Work to be completed: Every line below that includes the word "path" needs to be copied.

Study material:
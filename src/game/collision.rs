//! Swept collision resolution between the ball's center path for one tick and the paddles or the
//! court walls.
//!
//! The resolver runs once per tick per ball, with a fixed priority order : the one candidate paddle
//! selected by the ball's horizontal direction, then the top/bottom wall selected by its vertical
//! direction, then a vertical-only fallback clamp. The first segment hit wins - there is no
//! sub-stepping across multiple collisions within one tick, and the remaining fraction of the
//! tick's movement past a bounce point is discarded.

use crate::game::ball::Ball;
use crate::game::geometry::{segment_intersect, EdgeSide, Vector2};
use crate::game::paddle::Paddle;

/// What the ball's path met during a tick.
#[derive(Debug, Clone, Copy, PartialEq, Eq)]
pub enum Contact {
    /// The ball bounced off a face of the active paddle.
    Paddle(EdgeSide),
    /// The ball bounced off the top or bottom wall.
    Wall(EdgeSide),
    /// No swept segment produced a solution but the projected position left the court vertically :
    /// the vertical direction was flipped and the ball pinned flush against the violated wall.
    Clamp,
    /// Free movement, no collision this tick.
    None,
}

/// Advance the ball by one tick of movement, resolving at most one collision.
///
/// The horizontal axis is deliberately never clamped : a horizontal overshoot passes through so
/// that the scoring check can observe it.
pub fn resolve_ball_movement(
    ball: &mut Ball,
    l_paddle: &Paddle,
    r_paddle: &Paddle,
    arena_height: f64,
) -> Contact {
    let old_center = ball.center();
    let new_center = Vector2::new(
        old_center.x + ball.dir_vect.x * ball.movement_speed,
        old_center.y + ball.dir_vect.y * ball.movement_speed,
    );

    // The only paddle candidate is the one the ball is moving towards.
    let candidate = if ball.dir_vect.x < 0.0 {
        Some(l_paddle)
    } else if ball.dir_vect.x > 0.0 {
        Some(r_paddle)
    } else {
        None
    };
    if let Some(paddle) = candidate {
        if let Some((hit, side)) = paddle_hit(old_center, new_center, ball, paddle) {
            reflect(ball, side);
            ball.shape.set_center(hit);
            return Contact::Paddle(side);
        }
    }

    if let Some((hit, side)) = wall_hit(old_center, new_center, ball, arena_height) {
        reflect(ball, side);
        ball.shape.set_center(hit);
        return Contact::Wall(side);
    }

    // Fallback for degenerate sweeps (too fast, axis-aligned, or already past the wall line) :
    // clamp the vertical axis only.
    if new_center.y - ball.radius_px < 0.0 {
        ball.dir_vect.y = -ball.dir_vect.y;
        ball.shape.x = new_center.x - ball.radius_px;
        ball.shape.y = 0.0;
        return Contact::Clamp;
    }
    if new_center.y + ball.radius_px > arena_height {
        ball.dir_vect.y = -ball.dir_vect.y;
        ball.shape.x = new_center.x - ball.radius_px;
        ball.shape.y = arena_height - ball.shape.height;
        return Contact::Clamp;
    }

    ball.shape.set_center(new_center);
    Contact::None
}

/// Flip the direction component orthogonal to the hit side.
fn reflect(ball: &mut Ball, side: EdgeSide) {
    match side {
        EdgeSide::Left | EdgeSide::Right => ball.dir_vect.x = -ball.dir_vect.x,
        EdgeSide::Top | EdgeSide::Bottom => ball.dir_vect.y = -ball.dir_vect.y,
    }
}

/// Test the center path against the candidate paddle's faces, expanded outward by the ball radius
/// so the intersection point is directly the contact position of the center.
///
/// The face the ball is moving towards is tested first; if it misses, the top or bottom face
/// selected by the vertical direction sign is tested. At most one face is reported per tick.
fn paddle_hit(
    old_center: Vector2,
    new_center: Vector2,
    ball: &Ball,
    paddle: &Paddle,
) -> Option<(Vector2, EdgeSide)> {
    let radius = ball.radius_px;
    let pad = &paddle.shape;

    let (face_x, face_side) = if ball.dir_vect.x > 0.0 {
        (pad.x - radius, EdgeSide::Left)
    } else {
        (pad.x + pad.width + radius, EdgeSide::Right)
    };
    let face_top = Vector2::new(face_x, pad.y - radius);
    let face_bottom = Vector2::new(face_x, pad.y + pad.height + radius);
    if let Some(hit) = segment_intersect(old_center, new_center, face_top, face_bottom, face_side) {
        return Some(hit);
    }

    if ball.dir_vect.y == 0.0 {
        return None;
    }
    let (edge_y, edge_side) = if ball.dir_vect.y > 0.0 {
        (pad.y - radius, EdgeSide::Top)
    } else {
        (pad.y + pad.height + radius, EdgeSide::Bottom)
    };
    let edge_left = Vector2::new(pad.x - radius, edge_y);
    let edge_right = Vector2::new(pad.x + pad.width + radius, edge_y);
    segment_intersect(old_center, new_center, edge_left, edge_right, edge_side)
}

/// Test the center path against the top or bottom wall line, offset into the court by the ball
/// radius and spanning the swept horizontal range.
fn wall_hit(
    old_center: Vector2,
    new_center: Vector2,
    ball: &Ball,
    arena_height: f64,
) -> Option<(Vector2, EdgeSide)> {
    if ball.dir_vect.y == 0.0 {
        return None;
    }
    let (wall_y, wall_side) = if ball.dir_vect.y < 0.0 {
        (ball.radius_px, EdgeSide::Top)
    } else {
        (arena_height - ball.radius_px, EdgeSide::Bottom)
    };
    let wall_start = Vector2::new(f64::min(old_center.x, new_center.x) - 1.0, wall_y);
    let wall_end = Vector2::new(f64::max(old_center.x, new_center.x) + 1.0, wall_y);
    segment_intersect(old_center, new_center, wall_start, wall_end, wall_side)
}

#[cfg(test)]
mod tests {
    use super::*;
    use crate::game::geometry::Rect;

    const ARENA_WIDTH: f64 = 1024.0;
    const ARENA_HEIGHT: f64 = 768.0;

    fn make_ball(center_x: f64, center_y: f64, dir_x: f64, dir_y: f64, speed: f64) -> Ball {
        let mut ball = Ball::new(speed, 12.0, 15.0);
        ball.shape.set_center(Vector2::new(center_x, center_y));
        ball.dir_vect = Vector2::new(dir_x, dir_y);
        ball
    }

    fn make_paddles() -> (Paddle, Paddle) {
        let y = (ARENA_HEIGHT - 150.0) / 2.0;
        (
            Paddle::new(Rect::new(50.0, y, 20.0, 150.0), 10.0),
            Paddle::new(Rect::new(ARENA_WIDTH - 50.0 - 20.0, y, 20.0, 150.0), 10.0),
        )
    }

    #[test]
    fn free_diagonal_movement_from_the_center() {
        let (l_paddle, r_paddle) = make_paddles();
        let mut ball = make_ball(512.0, 384.0, 1.0, 1.0, 4.0);
        let contact = resolve_ball_movement(&mut ball, &l_paddle, &r_paddle, ARENA_HEIGHT);
        assert_eq!(contact, Contact::None);
        assert_eq!(ball.center(), Vector2::new(516.0, 388.0));
        assert_eq!(ball.dir_vect, Vector2::new(1.0, 1.0));
    }

    #[test]
    fn top_wall_bounce_flips_only_the_vertical_component() {
        let (l_paddle, r_paddle) = make_paddles();
        let mut ball = make_ball(300.0, 17.0, 1.0, -1.0, 4.0);
        let contact = resolve_ball_movement(&mut ball, &l_paddle, &r_paddle, ARENA_HEIGHT);
        assert_eq!(contact, Contact::Wall(EdgeSide::Top));
        assert_eq!(ball.dir_vect, Vector2::new(1.0, 1.0));
        assert_eq!(ball.center().y, 15.0);
        assert_eq!(ball.shape.y, 0.0);
    }

    #[test]
    fn bottom_wall_bounce_repositions_at_the_contact_point() {
        let (l_paddle, r_paddle) = make_paddles();
        let mut ball = make_ball(300.0, ARENA_HEIGHT - 17.0, 1.0, 1.0, 4.0);
        let contact = resolve_ball_movement(&mut ball, &l_paddle, &r_paddle, ARENA_HEIGHT);
        assert_eq!(contact, Contact::Wall(EdgeSide::Bottom));
        assert_eq!(ball.dir_vect, Vector2::new(1.0, -1.0));
        assert_eq!(ball.center().y, ARENA_HEIGHT - 15.0);
        // The remaining movement past the bounce point is discarded, not slid.
        assert_eq!(ball.center().x, 302.0);
    }

    #[test]
    fn paddle_face_bounce_flips_only_the_horizontal_component() {
        let (l_paddle, r_paddle) = make_paddles();
        // Right paddle starts at x = 954; its radius-expanded left face sits at x = 939.
        let mut ball = make_ball(936.0, 384.0, 1.0, 0.0, 4.0);
        let contact = resolve_ball_movement(&mut ball, &l_paddle, &r_paddle, ARENA_HEIGHT);
        assert_eq!(contact, Contact::Paddle(EdgeSide::Left));
        assert_eq!(ball.dir_vect, Vector2::new(-1.0, 0.0));
        assert_eq!(ball.center(), Vector2::new(939.0, 384.0));
    }

    #[test]
    fn paddle_top_edge_bounce_flips_only_the_vertical_component() {
        let (l_paddle, r_paddle) = make_paddles();
        let pad_top = r_paddle.shape.y;
        // Ball already past the expanded face line, dropping onto the paddle's top edge.
        let mut ball = make_ball(950.0, pad_top - 19.0, 1.0, 1.0, 8.0);
        let contact = resolve_ball_movement(&mut ball, &l_paddle, &r_paddle, ARENA_HEIGHT);
        assert_eq!(contact, Contact::Paddle(EdgeSide::Top));
        assert_eq!(ball.dir_vect, Vector2::new(1.0, -1.0));
        assert_eq!(ball.center().y, pad_top - 15.0);
    }

    #[test]
    fn fallback_clamp_pins_flush_against_the_violated_wall() {
        let (l_paddle, r_paddle) = make_paddles();
        // Center already above the top wall line : the swept segment cannot cross it.
        let mut ball = make_ball(300.0, 14.0, 1.0, -1.0, 4.0);
        let contact = resolve_ball_movement(&mut ball, &l_paddle, &r_paddle, ARENA_HEIGHT);
        assert_eq!(contact, Contact::Clamp);
        assert_eq!(ball.dir_vect, Vector2::new(1.0, 1.0));
        assert_eq!(ball.shape.y, 0.0);
        assert_eq!(ball.shape.x, 304.0 - 15.0);
    }

    #[test]
    fn horizontal_exit_is_never_clamped() {
        let (l_paddle, r_paddle) = make_paddles();
        // Moving left, already past the left paddle : the ball crosses out for scoring to observe.
        let mut ball = make_ball(5.0, 384.0, -1.0, 0.0, 4.0);
        let contact = resolve_ball_movement(&mut ball, &l_paddle, &r_paddle, ARENA_HEIGHT);
        assert_eq!(contact, Contact::None);
        assert_eq!(ball.center(), Vector2::new(1.0, 384.0));
        assert_eq!(ball.dir_vect, Vector2::new(-1.0, 0.0));
        assert!(ball.shape.x < 0.0);
    }

    #[test]
    fn no_overlap_remains_after_a_paddle_bounce() {
        let (l_paddle, r_paddle) = make_paddles();
        let mut ball = make_ball(936.0, 384.0, 1.0, 1.0, 10.0);
        let contact = resolve_ball_movement(&mut ball, &l_paddle, &r_paddle, ARENA_HEIGHT);
        assert_eq!(contact, Contact::Paddle(EdgeSide::Left));
        assert!(ball.shape.x + ball.shape.width <= r_paddle.shape.x);
    }
}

Answer for this exercise:
//! Swept collision resolution between the ball's center path for one tick and the paddles or the
/// What the ball's path met during a tick.
/// Test the center path against the candidate paddle's faces, expanded outward by the ball radius
/// Test the center path against the top or bottom wall line, offset into the court by the ball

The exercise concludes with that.